● WHAT YOU HAVE TO DO: Pull every line from the records that has the word "status" in it.

[Saved entries]
//! Azure Document Intelligence provider
//!
//! Submits the document as a base64 JSON body to the layout model and polls
//! the `Operation-Location` with exponential backoff. A 429 during polling
//! honors `Retry-After`.

use std::time::{Duration, Instant};

use async_trait::async_trait;
use base64::{Engine as _, engine::general_purpose};
use reqwest::Client;
use serde::Deserialize;
use tracing::{debug, instrument};

use crate::config::DocIntelConfig;
use crate::error::DocumentError;
use crate::ports::DocumentExtractor;
use crate::types::{DocumentInput, Extraction};

/// Azure Document Intelligence adapter
#[derive(Debug, Clone)]
pub struct DocIntelProvider {
    client: Client,
    config: DocIntelConfig,
    available: bool,
}

#[derive(Deserialize)]
struct AnalyzeResponse {
    status: String,
    #[serde(rename = "analyzeResult")]
    analyze_result: Option<AnalyzeResult>,
}

#[derive(Deserialize)]
struct AnalyzeResult {
    content: String,
    #[serde(default)]
    pages: Vec<serde_json::Value>,
}

impl DocIntelProvider {
    /// Create a new provider; missing credentials yield an unavailable
    /// instance instead of an error.
    ///
    /// # Errors
    ///
    /// Returns `DocumentError::Configuration` if the HTTP client cannot be
    /// built.
    pub fn new(config: DocIntelConfig) -> Result<Self, DocumentError> {
        let available = config.is_configured();
        let client = Client::builder()
            .timeout(Duration::from_millis(config.timeout_ms))
            .build()
            .map_err(|e| {
                DocumentError::Configuration(format!("Failed to create HTTP client: {e}"))
            })?;

        Ok(Self {
            client,
            config,
            available,
        })
    }

    fn analyze_url(&self) -> String {
        format!(
            "{}/documentintelligence/documentModels/{}:analyze?api-version={}&outputContentFormat=markdown",
            self.config.endpoint_base(),
            self.config.model,
            self.config.api_version
        )
    }

    fn key(&self) -> &str {
        self.config.api_key.as_deref().unwrap_or_default()
    }

    async fn submit(&self, data: &[u8]) -> Result<String, DocumentError> {
        let body = serde_json::json!({ "base64Source": general_purpose::STANDARD.encode(data) });

        let response = self
            .client
            .post(self.analyze_url())
            .header("Ocp-Apim-Subscription-Key", self.key())
            .json(&body)
            .send()
            .await?;

        let status = response.status();
        if !status.is_success() {
            let text = response.text().await.unwrap_or_default();
            return Err(DocumentError::ExtractionFailed(format!(
                "submit returned {status}: {text}"
            )));
        }

        response
            .headers()
            .get("Operation-Location")
            .and_then(|v| v.to_str().ok())
            .map(ToString::to_string)
            .ok_or_else(|| {
                DocumentError::InvalidResponse(
                    "response missing Operation-Location header".to_string(),
                )
            })
    }

    async fn poll_until_complete(&self, operation_url: &str) -> Result<Extraction, DocumentError> {
        let started = Instant::now();
        let deadline = Duration::from_millis(self.config.poll_timeout_ms);
        let mut backoff = Duration::from_millis(self.config.initial_backoff_ms);
        let max_backoff = Duration::from_millis(self.config.max_backoff_ms);

        loop {
            if started.elapsed() > deadline {
                return Err(DocumentError::PollTimedOut(self.config.poll_timeout_ms));
            }

            let response = self
                .client
                .get(operation_url)
                .header("Ocp-Apim-Subscription-Key", self.key())
                .send()
                .await?;

            if response.status().as_u16() == 429 {
                let retry_after = response
                    .headers()
                    .get("Retry-After")
                    .and_then(|v| v.to_str().ok())
                    .and_then(|s| s.parse::<u64>().ok())
                    .map_or(backoff, Duration::from_secs);
                tokio::time::sleep(retry_after).await;
                continue;
            }

            let status = response.status();
            if !status.is_success() {
                let text = response.text().await.unwrap_or_default();
                return Err(DocumentError::ExtractionFailed(format!(
                    "poll returned {status}: {text}"
                )));
            }

            let result: AnalyzeResponse = response.json().await.map_err(|e| {
                DocumentError::InvalidResponse(format!("response parse failed: {e}"))
            })?;

            match result.status.to_lowercase().as_str() {
                "succeeded" => {
                    let analyze = result.analyze_result.ok_or_else(|| {
                        DocumentError::InvalidResponse("succeeded without analyzeResult".to_string())
                    })?;
                    let page_count = u32::try_from(analyze.pages.len()).ok();
                    return Ok(Extraction {
                        content: analyze.content,
                        page_count: page_count.filter(|count| *count > 0),
                    });
                },
                "failed" => {
                    return Err(DocumentError::ExtractionFailed(
                        "Document Intelligence analysis failed".to_string(),
                    ));
                },
                _ => {
                    tokio::time::sleep(backoff).await;
                    backoff = (backoff * 2).min(max_backoff);
                },
            }
        }
    }
}

#[async_trait]
impl DocumentExtractor for DocIntelProvider {
    fn name(&self) -> &'static str {
        "azure-document-intelligence"
    }

    fn available(&self) -> bool {
        self.available
    }

    #[instrument(skip(self, document), fields(filename = %document.filename, size = document.size_bytes()))]
    async fn extract(&self, document: &DocumentInput) -> Result<Extraction, DocumentError> {
        if !self.available {
            return Err(DocumentError::NotAvailable(self.name().to_string()));
        }
        if document.is_empty() {
            return Err(DocumentError::InvalidDocument(
                "document is empty".to_string(),
            ));
        }

        debug!("Submitting document for layout analysis");
        let operation_url = self.submit(&document.content).await?;
        let extraction = self.poll_until_complete(&operation_url).await?;

        if extraction.is_empty() {
            return Err(DocumentError::ExtractionFailed(format!(
                "no text found in {}",
                document.filename
            )));
        }

        Ok(extraction)
    }
}

#[cfg(test)]
mod tests {
    use super::*;
    use wiremock::matchers::{body_string_contains, header, method, path};
    use wiremock::{Mock, MockServer, ResponseTemplate};

    fn provider_for(server: &MockServer) -> DocIntelProvider {
        DocIntelProvider::new(DocIntelConfig {
            endpoint: Some(server.uri()),
            api_key: Some("di-key".to_string()),
            initial_backoff_ms: 5,
            max_backoff_ms: 10,
            poll_timeout_ms: 2_000,
            ..DocIntelConfig::default()
        })
        .unwrap()
    }

    fn pdf() -> DocumentInput {
        DocumentInput::new("report.pdf", b"%PDF-1.7 fake".to_vec(), "application/pdf")
    }

    #[tokio::test]
    async fn extract_submits_base64_and_polls_to_success() {
        let server = MockServer::start().await;

        Mock::given(method("POST"))
            .and(path("/documentintelligence/documentModels/prebuilt-layout:analyze"))
            .and(header("Ocp-Apim-Subscription-Key", "di-key"))
            .and(body_string_contains("base64Source"))
            .respond_with(
                ResponseTemplate::new(202)
                    .insert_header(
                        "Operation-Location",
                        format!("{}/documentintelligence/operations/op-1", server.uri()).as_str(),
                    ),
            )
            .expect(1)
            .mount(&server)
            .await;

        Mock::given(method("GET"))
            .and(path("/documentintelligence/operations/op-1"))
            .respond_with(ResponseTemplate::new(200).set_body_json(serde_json::json!({
                "status": "running"
            })))
            .up_to_n_times(1)
            .mount(&server)
            .await;

        Mock::given(method("GET"))
            .and(path("/documentintelligence/operations/op-1"))
            .respond_with(ResponseTemplate::new(200).set_body_json(serde_json::json!({
                "status": "succeeded",
                "analyzeResult": {
                    "content": "# Report\n\nHello",
                    "pages": [{}, {}]
                }
            })))
            .mount(&server)
            .await;

        let provider = provider_for(&server);
        let extraction = provider.extract(&pdf()).await.unwrap();

        assert_eq!(extraction.content, "# Report\n\nHello");
        assert_eq!(extraction.page_count, Some(2));
    }

    #[tokio::test]
    async fn missing_operation_location_is_invalid_response() {
        let server = MockServer::start().await;

        Mock::given(method("POST"))
            .and(path("/documentintelligence/documentModels/prebuilt-layout:analyze"))
            .respond_with(ResponseTemplate::new(202))
            .expect(1)
            .mount(&server)
            .await;

        let provider = provider_for(&server);
        let err = provider.extract(&pdf()).await.unwrap_err();

        assert!(matches!(err, DocumentError::InvalidResponse(_)));
    }

    #[tokio::test]
    async fn failed_analysis_maps_to_extraction_failed() {
        let server = MockServer::start().await;

        Mock::given(method("POST"))
            .and(path("/documentintelligence/documentModels/prebuilt-layout:analyze"))
            .respond_with(ResponseTemplate::new(202).insert_header(
                "Operation-Location",
                format!("{}/documentintelligence/operations/op-2", server.uri()).as_str(),
            ))
            .mount(&server)
            .await;

        Mock::given(method("GET"))
            .and(path("/documentintelligence/operations/op-2"))
            .respond_with(ResponseTemplate::new(200).set_body_json(serde_json::json!({
                "status": "failed"
            })))
            .mount(&server)
            .await;

        let provider = provider_for(&server);
        let err = provider.extract(&pdf()).await.unwrap_err();

        assert!(matches!(err, DocumentError::ExtractionFailed(_)));
    }

    #[tokio::test]
    async fn empty_document_is_rejected_locally() {
        let server = MockServer::start().await;
        let provider = provider_for(&server);

        let doc = DocumentInput::new("empty.pdf", Vec::new(), "application/pdf");
        let err = provider.extract(&doc).await.unwrap_err();

        assert!(matches!(err, DocumentError::InvalidDocument(_)));
    }

    #[tokio::test]
    async fn unavailable_provider_short_circuits() {
        let provider = DocIntelProvider::new(DocIntelConfig::default()).unwrap();

        assert!(!provider.available());
        assert!(matches!(
            provider.extract(&pdf()).await,
            Err(DocumentError::NotAvailable(_))
        ));
    }
}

● EXERCISE RESPONSE:
    status: String,
        let status = response.status();
        if !status.is_success() {
                "submit returned {status}: {text}"
            if response.status().as_u16() == 429 {
            let status = response.status();
            if !status.is_success() {
                    "poll returned {status}: {text}"
            match result.status.to_lowercase().as_str() {
                "status": "running"
                "status": "succeeded",
                "status": "failed"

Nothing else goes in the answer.